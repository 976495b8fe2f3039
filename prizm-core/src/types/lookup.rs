//! Lookup outcome types.
//!
//! [`LookupPayload`] is the unit the cache persists: the last known verdict
//! for a key, failures included. Caching failures is deliberate: durable
//! verdicts (invalid format, no segment assigned) stick for months, while
//! transient failures are retried once their short retention lapses.

use std::fmt;

use chrono::{DateTime, Utc};
use serde::{Deserialize, Serialize};

use super::segment::SegmentRecord;

/// Terminal status of a lookup.
#[derive(Clone, Copy, Debug, PartialEq, Eq, Serialize, Deserialize)]
#[serde(rename_all = "snake_case")]
pub enum LookupStatus {
    /// A segment record was found.
    Success,
    /// The input is not a well-formed Canadian postal code.
    InvalidFormat,
    /// The code is well-formed but the source has no segment for it.
    NotFound,
    /// The fetch failed for an ambiguous reason (timeout, page mismatch,
    /// session fault); worth retrying later.
    TransientError,
}

impl LookupStatus {
    /// Returns true for verdicts that are stable facts about the key and
    /// are retained with the long TTL.
    pub fn is_durable(&self) -> bool {
        !matches!(self, LookupStatus::TransientError)
    }
}

impl fmt::Display for LookupStatus {
    fn fmt(&self, f: &mut fmt::Formatter<'_>) -> fmt::Result {
        let s = match self {
            LookupStatus::Success => "success",
            LookupStatus::InvalidFormat => "invalid_format",
            LookupStatus::NotFound => "not_found",
            LookupStatus::TransientError => "transient_error",
        };
        f.write_str(s)
    }
}

/// Where a lookup result came from.
#[derive(Clone, Copy, Debug, PartialEq, Eq, Serialize, Deserialize)]
#[serde(rename_all = "snake_case")]
pub enum Origin {
    /// Served from the cache store.
    Cache,
    /// Produced by a fresh collaborator fetch (or fresh validation).
    Fresh,
}

/// Outcome of one collaborator fetch.
#[derive(Clone, Debug, PartialEq, Eq)]
pub enum FetchOutcome {
    /// The source returned a full record.
    Found(SegmentRecord),
    /// The source definitively shows no segment for this code.
    NotAssigned,
    /// The page did not yield a verdict (structure mismatch, partial load).
    Failed(String),
}

/// The unit persisted per cache key: the last known verdict for that key.
#[derive(Clone, Debug, PartialEq, Eq, Serialize, Deserialize)]
pub struct LookupPayload {
    /// The key this payload was stored under (canonical code, or the
    /// normalized raw string for invalid inputs).
    pub postal_code: String,
    /// Terminal status of the lookup that produced this payload.
    pub status: LookupStatus,
    /// The record, present exactly when `status` is `Success`.
    #[serde(default, skip_serializing_if = "Option::is_none")]
    pub segment: Option<SegmentRecord>,
    /// Human-readable detail for non-success verdicts.
    #[serde(default, skip_serializing_if = "Option::is_none")]
    pub message: Option<String>,
}

impl LookupPayload {
    /// Builds a success payload.
    pub fn success(postal_code: impl Into<String>, segment: SegmentRecord) -> Self {
        Self {
            postal_code: postal_code.into(),
            status: LookupStatus::Success,
            segment: Some(segment),
            message: None,
        }
    }

    /// Builds an invalid-format payload for a raw input's normalized key.
    pub fn invalid_format(key: impl Into<String>) -> Self {
        Self {
            postal_code: key.into(),
            status: LookupStatus::InvalidFormat,
            segment: None,
            message: Some(
                "Invalid postal code format. Canadian postal codes are 6 characters \
                 alternating letter/digit."
                    .into(),
            ),
        }
    }

    /// Builds a not-found payload (a stable negative result).
    pub fn not_found(postal_code: impl Into<String>) -> Self {
        Self {
            postal_code: postal_code.into(),
            status: LookupStatus::NotFound,
            segment: None,
            message: Some("No PRIZM segment is assigned to this postal code.".into()),
        }
    }

    /// Builds a transient-error payload.
    pub fn transient(postal_code: impl Into<String>, message: impl Into<String>) -> Self {
        Self {
            postal_code: postal_code.into(),
            status: LookupStatus::TransientError,
            segment: None,
            message: Some(message.into()),
        }
    }

    /// Checks the status/segment pairing invariant.
    pub fn validate(&self) -> bool {
        match self.status {
            LookupStatus::Success => self.segment.is_some(),
            _ => self.segment.is_none(),
        }
    }

    /// The segment number, when this payload carries one.
    pub fn segment_number(&self) -> Option<&str> {
        self.segment.as_ref().map(|s| s.segment_number.as_str())
    }
}

/// The orchestrator's uniform result envelope.
#[derive(Clone, Debug, Serialize, Deserialize)]
pub struct LookupResult {
    /// The cache key the lookup resolved to.
    pub key: String,
    /// Terminal status.
    pub status: LookupStatus,
    /// Whether the payload was served from cache or freshly produced.
    pub origin: Origin,
    /// The full payload.
    pub payload: LookupPayload,
    /// When the payload was cached, for cache-served results.
    #[serde(default, skip_serializing_if = "Option::is_none")]
    pub cached_at: Option<DateTime<Utc>>,
}

impl LookupResult {
    /// Wraps a freshly produced payload.
    pub fn fresh(payload: LookupPayload) -> Self {
        Self {
            key: payload.postal_code.clone(),
            status: payload.status,
            origin: Origin::Fresh,
            payload,
            cached_at: None,
        }
    }

    /// Wraps a cache-served payload.
    pub fn from_cache(payload: LookupPayload, cached_at: DateTime<Utc>) -> Self {
        Self {
            key: payload.postal_code.clone(),
            status: payload.status,
            origin: Origin::Cache,
            payload,
            cached_at: Some(cached_at),
        }
    }
}

#[cfg(test)]
mod tests {
    use super::*;

    #[test]
    fn test_status_wire_form() {
        assert_eq!(
            serde_json::to_string(&LookupStatus::InvalidFormat).unwrap(),
            "\"invalid_format\""
        );
        assert_eq!(
            serde_json::to_string(&LookupStatus::NotFound).unwrap(),
            "\"not_found\""
        );
    }

    #[test]
    fn test_status_durability() {
        assert!(LookupStatus::Success.is_durable());
        assert!(LookupStatus::InvalidFormat.is_durable());
        assert!(LookupStatus::NotFound.is_durable());
        assert!(!LookupStatus::TransientError.is_durable());
    }

    #[test]
    fn test_payload_constructors_validate() {
        let ok = LookupPayload::success("V8A 2P4", SegmentRecord::new("62"));
        assert!(ok.validate());
        assert_eq!(ok.segment_number(), Some("62"));

        assert!(LookupPayload::invalid_format("12345").validate());
        assert!(LookupPayload::not_found("Z9Z 9Z9").validate());
        assert!(LookupPayload::transient("V8A 2P4", "timeout").validate());
    }

    #[test]
    fn test_payload_json_roundtrip() {
        let payload = LookupPayload::success("V8A 2P4", SegmentRecord::new("62"));
        let json = serde_json::to_string(&payload).unwrap();
        let back: LookupPayload = serde_json::from_str(&json).unwrap();
        assert_eq!(back, payload);
    }

    #[test]
    fn test_result_envelopes() {
        let payload = LookupPayload::not_found("Z9Z 9Z9");

        let fresh = LookupResult::fresh(payload.clone());
        assert_eq!(fresh.origin, Origin::Fresh);
        assert_eq!(fresh.key, "Z9Z 9Z9");
        assert!(fresh.cached_at.is_none());

        let at = Utc::now();
        let cached = LookupResult::from_cache(payload, at);
        assert_eq!(cached.origin, Origin::Cache);
        assert_eq!(cached.cached_at, Some(at));
    }
}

========================

■ WORK INSTRUCTION
Scan the data above line by line. Please say how many lines hold the word "formed", and give only that number.

■ EXPECTED ANSWER
2